**TASK DESCRIPTION:** Return all lines of the listing below that carry the word "here".

-- THE DATA follows --

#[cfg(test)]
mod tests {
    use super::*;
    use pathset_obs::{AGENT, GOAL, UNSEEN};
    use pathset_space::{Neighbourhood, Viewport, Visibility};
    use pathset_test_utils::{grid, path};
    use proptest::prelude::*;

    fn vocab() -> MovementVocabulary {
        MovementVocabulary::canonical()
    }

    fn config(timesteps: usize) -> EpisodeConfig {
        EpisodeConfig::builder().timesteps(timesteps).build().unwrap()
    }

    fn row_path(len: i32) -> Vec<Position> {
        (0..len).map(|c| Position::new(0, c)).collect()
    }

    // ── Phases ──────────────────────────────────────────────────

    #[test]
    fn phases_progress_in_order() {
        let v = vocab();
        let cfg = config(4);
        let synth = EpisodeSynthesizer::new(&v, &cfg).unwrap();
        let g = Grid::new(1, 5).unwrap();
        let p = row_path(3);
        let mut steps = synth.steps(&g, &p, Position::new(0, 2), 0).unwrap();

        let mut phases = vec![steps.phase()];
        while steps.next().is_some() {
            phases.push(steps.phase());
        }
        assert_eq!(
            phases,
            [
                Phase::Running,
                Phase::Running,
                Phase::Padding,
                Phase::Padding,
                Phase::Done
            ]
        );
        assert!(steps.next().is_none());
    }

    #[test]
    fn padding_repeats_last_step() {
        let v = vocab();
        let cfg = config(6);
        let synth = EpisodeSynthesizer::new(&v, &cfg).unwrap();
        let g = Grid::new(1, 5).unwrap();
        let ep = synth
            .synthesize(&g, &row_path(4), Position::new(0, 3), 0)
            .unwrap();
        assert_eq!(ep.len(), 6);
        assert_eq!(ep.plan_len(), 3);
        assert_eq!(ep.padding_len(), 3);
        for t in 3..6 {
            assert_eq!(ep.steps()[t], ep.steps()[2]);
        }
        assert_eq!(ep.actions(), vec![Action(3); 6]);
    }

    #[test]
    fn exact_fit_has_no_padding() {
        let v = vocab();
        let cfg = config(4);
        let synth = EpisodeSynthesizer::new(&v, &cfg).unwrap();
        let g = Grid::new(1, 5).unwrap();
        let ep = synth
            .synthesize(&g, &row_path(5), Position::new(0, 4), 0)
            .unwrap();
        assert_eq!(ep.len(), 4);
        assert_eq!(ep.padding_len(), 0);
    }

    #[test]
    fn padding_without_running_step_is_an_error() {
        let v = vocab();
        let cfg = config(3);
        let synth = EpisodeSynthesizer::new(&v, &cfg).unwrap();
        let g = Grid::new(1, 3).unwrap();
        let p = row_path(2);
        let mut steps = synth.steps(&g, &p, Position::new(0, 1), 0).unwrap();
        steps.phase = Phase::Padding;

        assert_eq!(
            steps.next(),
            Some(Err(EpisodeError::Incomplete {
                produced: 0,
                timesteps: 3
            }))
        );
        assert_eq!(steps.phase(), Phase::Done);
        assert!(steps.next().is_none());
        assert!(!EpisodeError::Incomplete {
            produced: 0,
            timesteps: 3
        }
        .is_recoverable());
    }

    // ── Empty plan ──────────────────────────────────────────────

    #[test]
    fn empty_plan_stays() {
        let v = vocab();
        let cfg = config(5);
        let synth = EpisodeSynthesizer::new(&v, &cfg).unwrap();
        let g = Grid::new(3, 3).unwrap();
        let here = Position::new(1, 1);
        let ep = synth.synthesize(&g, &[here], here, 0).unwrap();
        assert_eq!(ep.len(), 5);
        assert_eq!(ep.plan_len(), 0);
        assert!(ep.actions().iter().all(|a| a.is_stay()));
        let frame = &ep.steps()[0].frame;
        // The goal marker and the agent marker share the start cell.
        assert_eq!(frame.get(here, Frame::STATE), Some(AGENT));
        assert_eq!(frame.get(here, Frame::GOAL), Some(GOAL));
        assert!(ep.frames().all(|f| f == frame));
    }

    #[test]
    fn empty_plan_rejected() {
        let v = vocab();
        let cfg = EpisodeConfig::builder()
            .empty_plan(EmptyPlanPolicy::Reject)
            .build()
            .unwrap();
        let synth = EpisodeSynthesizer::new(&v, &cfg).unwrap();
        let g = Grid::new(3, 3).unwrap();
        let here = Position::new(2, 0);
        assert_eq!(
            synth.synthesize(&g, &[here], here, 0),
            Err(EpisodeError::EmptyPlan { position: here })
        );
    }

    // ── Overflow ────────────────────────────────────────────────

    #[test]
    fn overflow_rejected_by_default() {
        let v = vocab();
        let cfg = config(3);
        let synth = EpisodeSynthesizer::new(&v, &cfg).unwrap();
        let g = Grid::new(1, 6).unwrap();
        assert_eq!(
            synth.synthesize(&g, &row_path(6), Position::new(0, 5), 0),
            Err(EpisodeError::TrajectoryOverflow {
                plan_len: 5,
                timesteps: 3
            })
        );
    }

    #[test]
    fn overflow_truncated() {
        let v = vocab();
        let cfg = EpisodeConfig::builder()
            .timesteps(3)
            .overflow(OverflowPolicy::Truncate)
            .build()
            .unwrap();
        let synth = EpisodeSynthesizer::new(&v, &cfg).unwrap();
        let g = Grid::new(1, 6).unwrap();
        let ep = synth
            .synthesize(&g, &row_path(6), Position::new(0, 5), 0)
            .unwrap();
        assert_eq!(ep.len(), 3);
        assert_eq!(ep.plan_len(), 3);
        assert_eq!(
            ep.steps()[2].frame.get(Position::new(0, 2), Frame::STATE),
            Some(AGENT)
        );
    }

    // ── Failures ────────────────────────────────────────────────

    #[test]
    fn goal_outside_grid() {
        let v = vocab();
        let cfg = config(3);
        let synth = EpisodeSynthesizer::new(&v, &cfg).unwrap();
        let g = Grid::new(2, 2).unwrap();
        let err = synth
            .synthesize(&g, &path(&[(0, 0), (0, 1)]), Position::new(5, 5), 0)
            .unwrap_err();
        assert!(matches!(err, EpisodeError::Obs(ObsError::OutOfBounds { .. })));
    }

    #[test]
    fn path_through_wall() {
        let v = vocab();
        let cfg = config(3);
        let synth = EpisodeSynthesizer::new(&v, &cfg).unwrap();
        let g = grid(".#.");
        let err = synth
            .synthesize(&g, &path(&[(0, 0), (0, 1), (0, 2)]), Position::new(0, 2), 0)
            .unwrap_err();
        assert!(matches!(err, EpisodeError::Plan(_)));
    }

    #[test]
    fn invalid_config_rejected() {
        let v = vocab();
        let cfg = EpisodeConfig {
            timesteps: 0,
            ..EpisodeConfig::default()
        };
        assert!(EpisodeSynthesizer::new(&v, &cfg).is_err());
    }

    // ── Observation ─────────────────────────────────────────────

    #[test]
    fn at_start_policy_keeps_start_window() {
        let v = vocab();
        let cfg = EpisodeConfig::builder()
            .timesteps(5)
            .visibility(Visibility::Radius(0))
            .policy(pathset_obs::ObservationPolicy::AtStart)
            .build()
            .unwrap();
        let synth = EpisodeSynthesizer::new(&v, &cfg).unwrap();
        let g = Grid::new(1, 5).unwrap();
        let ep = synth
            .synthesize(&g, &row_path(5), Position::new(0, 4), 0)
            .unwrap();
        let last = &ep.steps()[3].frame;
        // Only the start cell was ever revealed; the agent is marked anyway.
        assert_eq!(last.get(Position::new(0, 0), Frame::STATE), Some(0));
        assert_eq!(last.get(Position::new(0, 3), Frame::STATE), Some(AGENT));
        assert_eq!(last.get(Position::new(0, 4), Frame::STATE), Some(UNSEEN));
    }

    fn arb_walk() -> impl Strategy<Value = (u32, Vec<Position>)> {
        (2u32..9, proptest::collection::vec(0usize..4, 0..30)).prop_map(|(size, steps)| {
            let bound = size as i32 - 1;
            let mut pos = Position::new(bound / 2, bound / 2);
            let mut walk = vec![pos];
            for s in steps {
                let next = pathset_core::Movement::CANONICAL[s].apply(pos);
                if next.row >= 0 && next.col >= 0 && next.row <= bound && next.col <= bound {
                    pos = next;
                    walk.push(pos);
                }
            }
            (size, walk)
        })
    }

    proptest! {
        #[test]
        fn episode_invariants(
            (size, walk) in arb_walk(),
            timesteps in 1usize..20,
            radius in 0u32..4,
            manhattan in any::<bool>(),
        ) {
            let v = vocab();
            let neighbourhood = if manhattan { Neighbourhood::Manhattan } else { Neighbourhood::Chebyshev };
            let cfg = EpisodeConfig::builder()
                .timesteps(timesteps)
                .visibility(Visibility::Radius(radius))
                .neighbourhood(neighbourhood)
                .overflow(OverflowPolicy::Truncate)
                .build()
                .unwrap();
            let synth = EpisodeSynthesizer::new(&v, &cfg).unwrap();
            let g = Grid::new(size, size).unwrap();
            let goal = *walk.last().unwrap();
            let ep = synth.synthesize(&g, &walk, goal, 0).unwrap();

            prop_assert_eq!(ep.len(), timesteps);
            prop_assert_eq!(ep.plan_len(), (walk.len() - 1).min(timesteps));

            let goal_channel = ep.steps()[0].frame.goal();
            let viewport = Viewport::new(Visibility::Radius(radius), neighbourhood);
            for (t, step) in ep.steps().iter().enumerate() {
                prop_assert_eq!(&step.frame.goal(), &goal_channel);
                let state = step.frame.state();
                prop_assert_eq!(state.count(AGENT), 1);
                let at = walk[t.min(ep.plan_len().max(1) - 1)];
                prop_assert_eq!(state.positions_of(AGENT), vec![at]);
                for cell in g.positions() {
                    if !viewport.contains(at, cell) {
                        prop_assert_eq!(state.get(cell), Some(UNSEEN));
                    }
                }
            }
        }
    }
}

-- THE DATA concluded --

**SOLUTION TO THE EXERCISE:**
        let here = Position::new(1, 1);
        let ep = synth.synthesize(&g, &[here], here, 0).unwrap();
        assert_eq!(frame.get(here, Frame::STATE), Some(AGENT));
        assert_eq!(frame.get(here, Frame::GOAL), Some(GOAL));
        let here = Position::new(2, 0);
            synth.synthesize(&g, &[here], here, 0),
            Err(EpisodeError::EmptyPlan { position: here })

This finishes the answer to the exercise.